• **Excerpted records**:
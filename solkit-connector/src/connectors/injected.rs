use super::base::{encode_transaction, TransactionBuilder, TransactionIntent};
use crate::{
    cluster::ClusterClient,
    error::{ConnectorError, Result},
};
use async_trait::async_trait;
use dashmap::DashMap;
use solana_sdk::{pubkey::Pubkey, signature::Signature, transaction::Transaction};
use std::sync::Arc;

/// How the bytes handed to [`InjectedProvider::sign_message`] should be displayed.
#[derive(Debug, Clone, Copy, PartialEq, Eq)]
pub enum MessageFormat {
    Utf8,
    Hex,
}

/// What a provider answers to a connect request.
#[derive(Debug, Clone, PartialEq, Eq)]
pub enum ConnectResponse {
    /// The provider returned the approved account.
    PublicKey(Pubkey),
    /// The provider approved but exposes the account via [`InjectedProvider::public_key`].
    Approved,
    Rejected,
}

/// The contract a wallet provider registered in a [`ProviderRegistry`] fulfills.
#[async_trait]
pub trait InjectedProvider: Send + Sync {
    async fn connect(&self) -> Result<ConnectResponse>;

    async fn disconnect(&self) -> Result<()> {
        Ok(())
    }

    /// The currently approved account, if the provider exposes one.
    fn public_key(&self) -> Option<Pubkey>;

    async fn sign_message(&self, message: &[u8], format: MessageFormat) -> Result<Signature>;

    /// Signs `transaction` and returns it with the provider's signature attached.
    async fn sign_transaction(&self, transaction: Transaction) -> Result<Transaction>;
}

pub type ProviderAccessor = Arc<dyn Fn() -> Option<Arc<dyn InjectedProvider>> + Send + Sync>;

/// Maps a symbolic backend name to a function that locates its provider.
///
/// An accessor may return `None` at any time (the wallet went away); the
/// owning connector then reports itself unavailable.
#[derive(Default)]
pub struct ProviderRegistry {
    accessors: DashMap<String, ProviderAccessor>,
}

impl ProviderRegistry {
    pub fn new() -> Self {
        Self::default()
    }

    pub fn register<F>(&self, name: impl Into<String>, accessor: F)
    where
        F: Fn() -> Option<Arc<dyn InjectedProvider>> + Send + Sync + 'static,
    {
        let name = name.into();
        tracing::debug!("Registered wallet provider accessor '{}'", name);
        self.accessors.insert(name, Arc::new(accessor));
    }

    /// Registers a provider that is always present.
    pub fn register_provider(&self, name: impl Into<String>, provider: Arc<dyn InjectedProvider>) {
        self.register(name, move || Some(provider.clone()));
    }

    pub fn unregister(&self, name: &str) -> bool {
        self.accessors.remove(name).is_some()
    }

    pub fn get(&self, name: &str) -> Option<Arc<dyn InjectedProvider>> {
        // Clone the accessor out so the map shard is not held while it runs.
        let accessor = self.accessors.get(name).map(|a| a.value().clone())?;
        accessor()
    }

    pub fn names(&self) -> Vec<String> {
        self.accessors.iter().map(|e| e.key().clone()).collect()
    }
}

impl std::fmt::Debug for ProviderRegistry {
    fn fmt(&self, f: &mut std::fmt::Formatter<'_>) -> std::fmt::Result {
        f.debug_struct("ProviderRegistry")
            .field("names", &self.names())
            .finish()
    }
}

/// A connector for a wallet that lives in the host environment and signs locally.
#[derive(Debug, Clone)]
pub struct InjectedConnector {
    wallet: String,
    registry: Arc<ProviderRegistry>,
}

impl InjectedConnector {
    pub fn new(wallet: impl Into<String>, registry: Arc<ProviderRegistry>) -> Self {
        Self {
            wallet: wallet.into(),
            registry,
        }
    }

    pub fn connector_name(wallet: &str) -> String {
        format!("injected-{wallet}")
    }

    pub fn name(&self) -> String {
        Self::connector_name(&self.wallet)
    }

    pub fn is_available(&self) -> bool {
        self.registry.get(&self.wallet).is_some()
    }

    fn provider(&self) -> Result<Arc<dyn InjectedProvider>> {
        self.registry
            .get(&self.wallet)
            .ok_or_else(|| ConnectorError::ProviderUnavailable(self.wallet.clone()))
    }

    pub async fn connect(&self, cluster: &ClusterClient) -> Result<Pubkey> {
        let provider = self.provider()?;
        let address = match provider.connect().await? {
            ConnectResponse::PublicKey(address) => address,
            ConnectResponse::Approved => provider
                .public_key()
                .ok_or_else(|| ConnectorError::Provider("approved without an account".to_string()))?,
            ConnectResponse::Rejected => {
                return Err(ConnectorError::Provider(format!(
                    "{} rejected the connection",
                    self.name()
                )))
            }
        };
        cluster.store().set_address(Some(address));
        tracing::info!("Connected {} as {}", self.name(), address);
        Ok(address)
    }

    pub async fn disconnect(&self, cluster: &ClusterClient) -> Result<()> {
        self.provider()?.disconnect().await?;
        cluster.store().set_address(None);
        tracing::info!("Disconnected {}", self.name());
        Ok(())
    }

    pub async fn sign_message(&self, message: &str) -> Result<Signature> {
        self.provider()?
            .sign_message(message.as_bytes(), MessageFormat::Utf8)
            .await
    }

    /// Builds the transaction, lets the provider sign it and returns it
    /// base58-encoded in wire format.
    pub async fn sign_transaction(
        &self,
        cluster: &ClusterClient,
        intent: &TransactionIntent,
    ) -> Result<String> {
        let provider = self.provider()?;
        let draft = TransactionBuilder::new(cluster)
            .construct_transaction(intent)
            .await?;
        let signed = provider.sign_transaction(draft.into_transaction()).await?;
        encode_transaction(&signed)
    }
}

• **Work to complete**:
Using the records above, give the count of lines with the word "Pubkey", and write nothing more.

• **Task output**:
4